There are times when I'm barely getting down a can of Ensure, and other days I'm eating popcorn in the movie theater. Just depends on how my disease is at the time (and how much scar tissue you may have ~ I have too much now to enjoy more than a few kernels of popcorn).

I steer clear of fresh veggies, fruits, nuts, popcorn, etc unless it's just a bite or two. I'm fine with just that.
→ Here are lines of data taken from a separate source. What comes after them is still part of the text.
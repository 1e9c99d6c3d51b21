//! Compass-style angle math shared by every radial widget.
//!
//! Angles are in degrees, 0 points up and values grow clockwise. Screen space
//! has y growing downwards, so a positive angle of 90 lands to the right of the
//! center and 180 lands below it.

use crate::point::Point;

pub const FULL_TURN: f64 = 360.0;
pub const HALF_TURN: f64 = 180.0;

/// Brings any angle into the canonical range (-180, 180].
///
/// Non-finite input collapses to 0 so a bad pointer sample can never poison
/// downstream layout.
pub fn normalize_degrees(degrees: f64) -> f64 {
    if !degrees.is_finite() {
        return 0.0;
    }
    let wrapped = (degrees + HALF_TURN).rem_euclid(FULL_TURN) - HALF_TURN;
    if wrapped <= -HALF_TURN {
        HALF_TURN
    } else {
        wrapped
    }
}

/// Signed rotation from `start` to `current`, taking the short way across the
/// ±180° seam. The result lies in (-180, 180].
pub fn wrap_delta(current: f64, start: f64) -> f64 {
    normalize_degrees(current - start)
}

/// Shortest unsigned distance between two angles, in [0, 180].
pub fn angle_difference(a: f64, b: f64) -> f64 {
    wrap_delta(a, b).abs()
}

/// Cartesian offset of a point at `radius` along `degrees`.
///
/// Negative or NaN radii are treated as 0; a NaN angle is treated as 0.
pub fn polar_offset(degrees: f64, radius: f64) -> Point {
    let radius = if radius.is_nan() { 0.0 } else { radius.max(0.0) };
    let radians = normalize_degrees(degrees).to_radians();
    Point::new(radius * radians.sin(), -radius * radians.cos())
}

/// Absolute screen position of a point at `radius` along `degrees` around `center`.
pub fn angle_to_position(degrees: f64, radius: f64, center: Point) -> Point {
    let offset = polar_offset(degrees, radius);
    center.offset(offset.x, offset.y)
}

/// Compass angle of `pointer` as seen from `center`, in (-180, 180].
///
/// This is the inverse of [`angle_to_position`]. A pointer sitting exactly on
/// the center has no direction and reports 0.
pub fn pointer_angle(center: Point, pointer: Point) -> f64 {
    let (dx, dy) = (pointer.x - center.x, pointer.y - center.y);
    if dx == 0.0 && dy == 0.0 {
        return 0.0;
    }
    normalize_degrees(dx.atan2(-dy).to_degrees())
}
Anything more clogs up.

I enjoy milk on a regular basis (in lattes, iced coffees, etc) and it does bother me sometimes, other times it doesn't.

Just depends on you.

ozonehole
Veteran Member


Date Joined Dec 2006
Total Posts : 559
   Posted 9/13/2009 12:08 AM (GMT -7)   
about "milk and mucous"...

I've heard it said (for decades) that milk increases mucous production, and therefore will make a cold, allergy or asthma worse. But apparently it is not so, though it's a widely held belief. Googling on "milk and mucous" will turn up lots of relevant info, like this:

http://www.abc.net.au/health/talkinghealth/factbuster/stories/2007/11/28/2102703.htm

But milk can indeed cause problems for Crohnies, especially if you are lactose-intolerant.

best regards,
Robert
Crohn's since 1988
3 resections


*Phoebe*
Veteran Member


Date Joined Sep 2005
Total Posts : 769
   Posted 9/13/2009 6:24 PM (GMT -7)   
I second everything spookyhurst says!!! Try the SCD frogelita, you may find it provides the answer you are looking for!!! You've got nothing to lose. DON'T eat potatoes, unless you want to feed the bacteria in your gut with starch, which it lives off! Look at the SCD resource thread..... lots of info there..... I'm trying it at the moment but struggling to stay regimented.
_______________________________________
We do not say cured unless those people have been autopsied. 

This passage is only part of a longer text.